▶ **Records to use**
//! Job endpoints extracted from `api`.

#[cfg(test)]
#[path = "api_jobs_test.rs"]
mod api_jobs_test;

use serde_json::Value;

use super::api::ApiClient;
use super::error::ApiError;
use super::types::JobQuery;

fn job_path(id: i64) -> String {
    format!("/jobs/{id}")
}

fn job_assignments_path(id: i64) -> String {
    format!("/jobs/{id}/assignments")
}

impl ApiClient {
    /// `GET /jobs` filtered by `query`.
    ///
    /// # Errors
    ///
    /// Propagates [`ApiError`] from the request.
    pub async fn list_jobs(&self, query: &JobQuery) -> Result<Value, ApiError> {
        self.get_with_query("/jobs", query).await
    }

    /// `GET /jobs/{id}`.
    ///
    /// # Errors
    ///
    /// Propagates [`ApiError`] from the request.
    pub async fn get_job(&self, id: i64) -> Result<Value, ApiError> {
        self.get(&job_path(id)).await
    }

    /// `POST /jobs`.
    ///
    /// # Errors
    ///
    /// Propagates [`ApiError`] from the request.
    pub async fn create_job(&self, job: &Value) -> Result<Value, ApiError> {
        self.post("/jobs", job).await
    }

    /// `PUT /jobs/{id}`.
    ///
    /// # Errors
    ///
    /// Propagates [`ApiError`] from the request.
    pub async fn update_job(&self, id: i64, job: &Value) -> Result<Value, ApiError> {
        self.put(&job_path(id), job).await
    }

    /// `DELETE /jobs/{id}`.
    ///
    /// # Errors
    ///
    /// Propagates [`ApiError`] from the request.
    pub async fn delete_job(&self, id: i64) -> Result<Value, ApiError> {
        self.delete(&job_path(id)).await
    }

    /// `GET /jobs/{id}/assignments`.
    ///
    /// # Errors
    ///
    /// Propagates [`ApiError`] from the request.
    pub async fn job_assignments(&self, id: i64) -> Result<Value, ApiError> {
        self.get(&job_assignments_path(id)).await
    }

    /// `GET /jobs/dashboard`.
    ///
    /// # Errors
    ///
    /// Propagates [`ApiError`] from the request.
    pub async fn dashboard_stats(&self) -> Result<Value, ApiError> {
        self.get("/jobs/dashboard").await
    }
}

▶ **Action item**
Lines in the material above that contain "ApiClient": how many are there? Reply with the number only.

▶ **Answer for this exercise**
2